Excerpts from a dataset
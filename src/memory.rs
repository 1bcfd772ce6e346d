//! In-memory store client.
//!
//! A small, process-local [`StoreClient`] with no server behind it. It
//! exists so facades can be exercised without network I/O: unit tests,
//! integration tests, and embedded use all construct through
//! [`MemoryConnector`] and observe the store directly through its
//! inspection hooks.
//!
//! The command surface is the handful of operations the store contract is
//! usually exercised with (`get`, `set`, `del`, `exists`, `select`, `ping`,
//! `flushdb`); anything else fails with
//! [`ClientError::UnknownCommand`], which doubles as a convenient fault
//! source in dispatch tests. Key commands apply the construction-time
//! namespace prefix, matching the contract that key rewriting belongs to
//! the client.

use std::collections::{BTreeMap, HashMap};
use std::sync::{Arc, Mutex, MutexGuard, PoisonError};

use crate::client::{
    ClientError, ClientOptions, ConnectTarget, Connector, StoreClient, Value,
};

#[derive(Debug, Default)]
struct MemoryState {
    /// Database index -> key -> value.
    databases: HashMap<i64, BTreeMap<String, String>>,
    /// Currently selected database index.
    current: i64,
    /// Whether any `select` command was ever issued.
    select_issued: bool,
}

/// In-memory [`StoreClient`] over shared state.
///
/// Clones (and clients handed out by the same [`MemoryConnector`]) share
/// one store.
#[derive(Clone)]
pub struct MemoryClient {
    state: Arc<Mutex<MemoryState>>,
    prefix: String,
}

impl MemoryClient {
    pub fn new(prefix: impl Into<String>) -> Self {
        Self {
            state: Arc::new(Mutex::new(MemoryState::default())),
            prefix: prefix.into(),
        }
    }

    /// Raw keys stored in the given database, prefix included. Inspection
    /// hook for tests.
    pub fn raw_keys(&self, database: i64) -> Vec<String> {
        self.lock()
            .databases
            .get(&database)
            .map(|keys| keys.keys().cloned().collect())
            .unwrap_or_default()
    }

    fn lock(&self) -> MutexGuard<'_, MemoryState> {
        self.state.lock().unwrap_or_else(PoisonError::into_inner)
    }

    fn prefixed(&self, key: &str) -> String {
        format!("{}{}", self.prefix, key)
    }
}

impl StoreClient for MemoryClient {
    fn call(&self, command: &str, args: &[Value]) -> Result<Value, ClientError> {
        let mut state = self.lock();
        match command.to_ascii_lowercase().as_str() {
            "ping" => Ok(Value::Str("PONG".to_string())),
            "select" => {
                let database = int_arg(command, args, 0)?;
                state.current = database;
                state.select_issued = true;
                Ok(Value::Str("OK".to_string()))
            }
            "set" => {
                let key = self.prefixed(key_arg(command, args, 0)?);
                let value = string_arg(command, args, 1)?;
                let current = state.current;
                state.databases.entry(current).or_default().insert(key, value);
                Ok(Value::Str("OK".to_string()))
            }
            "get" => {
                let key = self.prefixed(key_arg(command, args, 0)?);
                let current = state.current;
                Ok(state
                    .databases
                    .get(&current)
                    .and_then(|keys| keys.get(&key))
                    .map(|value| Value::Str(value.clone()))
                    .unwrap_or(Value::Nil))
            }
            "del" => {
                let current = state.current;
                let mut removed = 0;
                for key in key_args(command, args)? {
                    let key = self.prefixed(&key);
                    if let Some(keys) = state.databases.get_mut(&current) {
                        if keys.remove(&key).is_some() {
                            removed += 1;
                        }
                    }
                }
                Ok(Value::Int(removed))
            }
            "exists" => {
                let current = state.current;
                let mut present = 0;
                for key in key_args(command, args)? {
                    let key = self.prefixed(&key);
                    if state
                        .databases
                        .get(&current)
                        .is_some_and(|keys| keys.contains_key(&key))
                    {
                        present += 1;
                    }
                }
                Ok(Value::Int(present))
            }
            "flushdb" => {
                let current = state.current;
                state.databases.remove(&current);
                Ok(Value::Str("OK".to_string()))
            }
            other => Err(ClientError::UnknownCommand {
                command: other.to_string(),
            }),
        }
    }
}

/// [`Connector`] handing out [`MemoryClient`] instances over one shared
/// store, recording the connection input it received.
#[derive(Default)]
pub struct MemoryConnector {
    state: Arc<Mutex<MemoryState>>,
    last_target: Mutex<Option<ConnectTarget>>,
    last_options: Mutex<Option<ClientOptions>>,
}

impl MemoryConnector {
    pub fn new() -> Self {
        Self::default()
    }

    /// Database index the shared store currently has selected.
    pub fn current_database(&self) -> i64 {
        self.lock().current
    }

    /// Whether any client of this store ever issued a `select`.
    pub fn select_was_issued(&self) -> bool {
        self.lock().select_issued
    }

    /// Raw keys stored in the given database, prefix included.
    pub fn keys_in(&self, database: i64) -> Vec<String> {
        self.lock()
            .databases
            .get(&database)
            .map(|keys| keys.keys().cloned().collect())
            .unwrap_or_default()
    }

    /// The [`ConnectTarget`] received by the most recent `connect` call.
    pub fn last_target(&self) -> Option<ConnectTarget> {
        self.last_target
            .lock()
            .unwrap_or_else(PoisonError::into_inner)
            .clone()
    }

    /// The [`ClientOptions`] received by the most recent `connect` call.
    pub fn last_options(&self) -> Option<ClientOptions> {
        self.last_options
            .lock()
            .unwrap_or_else(PoisonError::into_inner)
            .clone()
    }

    fn lock(&self) -> MutexGuard<'_, MemoryState> {
        self.state.lock().unwrap_or_else(PoisonError::into_inner)
    }
}

impl Connector for MemoryConnector {
    fn connect(
        &self,
        target: &ConnectTarget,
        options: &ClientOptions,
    ) -> Result<Box<dyn StoreClient>, ClientError> {
        *self
            .last_target
            .lock()
            .unwrap_or_else(PoisonError::into_inner) = Some(target.clone());
        *self
            .last_options
            .lock()
            .unwrap_or_else(PoisonError::into_inner) = Some(options.clone());

        Ok(Box::new(MemoryClient {
            state: self.state.clone(),
            prefix: options.prefix.clone(),
        }))
    }
}

fn key_arg<'a>(command: &str, args: &'a [Value], index: usize) -> Result<&'a str, ClientError> {
    args.get(index)
        .and_then(Value::as_str)
        .ok_or_else(|| ClientError::CommandFailed {
            command: command.to_string(),
            message: format!("missing key argument at position {index}"),
        })
}

/// Every argument interpreted as a key, for variadic key commands.
fn key_args(command: &str, args: &[Value]) -> Result<Vec<String>, ClientError> {
    args.iter()
        .map(|arg| {
            arg.as_str()
                .map(str::to_string)
                .ok_or_else(|| ClientError::CommandFailed {
                    command: command.to_string(),
                    message: "expected key argument".to_string(),
                })
        })
        .collect()
}

fn string_arg(command: &str, args: &[Value], index: usize) -> Result<String, ClientError> {
    match args.get(index) {
        Some(Value::Str(s)) => Ok(s.clone()),
        Some(Value::Int(n)) => Ok(n.to_string()),
        _ => Err(ClientError::CommandFailed {
            command: command.to_string(),
            message: format!("missing value argument at position {index}"),
        }),
    }
}

fn int_arg(command: &str, args: &[Value], index: usize) -> Result<i64, ClientError> {
    let parsed = match args.get(index) {
        Some(Value::Int(n)) => Some(*n),
        Some(Value::Str(s)) => s.parse().ok(),
        _ => None,
    };
    parsed.ok_or_else(|| ClientError::CommandFailed {
        command: command.to_string(),
        message: format!("missing integer argument at position {index}"),
    })
}

#[cfg(test)]
mod tests {
    use super::*;

    #[test]
    fn test_set_applies_prefix_to_stored_keys() {
        let client = MemoryClient::new("app:");
        client
            .call("set", &["k".into(), "v".into()])
            .expect("set should succeed");
        assert_eq!(client.raw_keys(0), vec!["app:k".to_string()]);
    }

    #[test]
    fn test_get_round_trips_through_prefix() {
        let client = MemoryClient::new("app:");
        client
            .call("set", &["k".into(), "v".into()])
            .expect("set should succeed");
        let reply = client.call("get", &["k".into()]).expect("get should succeed");
        assert_eq!(reply, Value::Str("v".to_string()));
    }

    #[test]
    fn test_get_missing_key_is_nil() {
        let client = MemoryClient::new("");
        let reply = client
            .call("get", &["missing".into()])
            .expect("get should succeed");
        assert_eq!(reply, Value::Nil);
    }

    #[test]
    fn test_select_switches_database() {
        let client = MemoryClient::new("");
        client
            .call("set", &["k".into(), "zero".into()])
            .expect("set should succeed");
        client
            .call("select", &[Value::Int(3)])
            .expect("select should succeed");
        assert_eq!(
            client.call("get", &["k".into()]).expect("get should succeed"),
            Value::Nil
        );
        client
            .call("set", &["k".into(), "three".into()])
            .expect("set should succeed");
        assert_eq!(client.raw_keys(3), vec!["k".to_string()]);
    }

    #[test]
    fn test_del_and_exists_count_keys() {
        let client = MemoryClient::new("");
        client
            .call("set", &["a".into(), "1".into()])
            .expect("set should succeed");
        client
            .call("set", &["b".into(), "2".into()])
            .expect("set should succeed");

        let present = client
            .call("exists", &["a".into(), "b".into(), "c".into()])
            .expect("exists should succeed");
        assert_eq!(present, Value::Int(2));

        let removed = client
            .call("del", &["a".into(), "c".into()])
            .expect("del should succeed");
        assert_eq!(removed, Value::Int(1));
        assert_eq!(
            client.call("exists", &["a".into()]).expect("exists should succeed"),
            Value::Int(0)
        );
    }

    #[test]
    fn test_flushdb_clears_only_current_database() {
        let client = MemoryClient::new("");
        client
            .call("set", &["k".into(), "v".into()])
            .expect("set should succeed");
        client
            .call("select", &[Value::Int(1)])
            .expect("select should succeed");
        client
            .call("set", &["other".into(), "v".into()])
            .expect("set should succeed");
        client.call("flushdb", &[]).expect("flushdb should succeed");

        assert!(client.raw_keys(1).is_empty());
        assert_eq!(client.raw_keys(0), vec!["k".to_string()]);
    }

    #[test]
    fn test_commands_are_case_insensitive() {
        let client = MemoryClient::new("");
        let reply = client.call("PING", &[]).expect("ping should succeed");
        assert_eq!(reply, Value::Str("PONG".to_string()));
    }

    #[test]
    fn test_unknown_command_fails() {
        let client = MemoryClient::new("");
        let err = client
            .call("subscribe", &[])
            .expect_err("unknown command should fail");
        assert_eq!(
            err,
            ClientError::UnknownCommand {
                command: "subscribe".to_string()
            }
        );
    }

    #[test]
    fn test_connector_clients_share_the_store() {
        let connector = MemoryConnector::new();
        let options = ClientOptions {
            prefix: "app:".to_string(),
            extra: BTreeMap::new(),
        };
        let target = ConnectTarget::Single(crate::descriptor::ConnectionParams::default());

        let first = connector
            .connect(&target, &options)
            .expect("connect should succeed");
        first
            .call("set", &["k".into(), "v".into()])
            .expect("set should succeed");

        assert_eq!(connector.keys_in(0), vec!["app:k".to_string()]);
    }
}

▸ **What you will do**
The lines sought are those in the data above that include the string "over"; copy each one.

▸ **Problem solution**
/// In-memory [`StoreClient`] over shared state.
/// [`Connector`] handing out [`MemoryClient`] instances over one shared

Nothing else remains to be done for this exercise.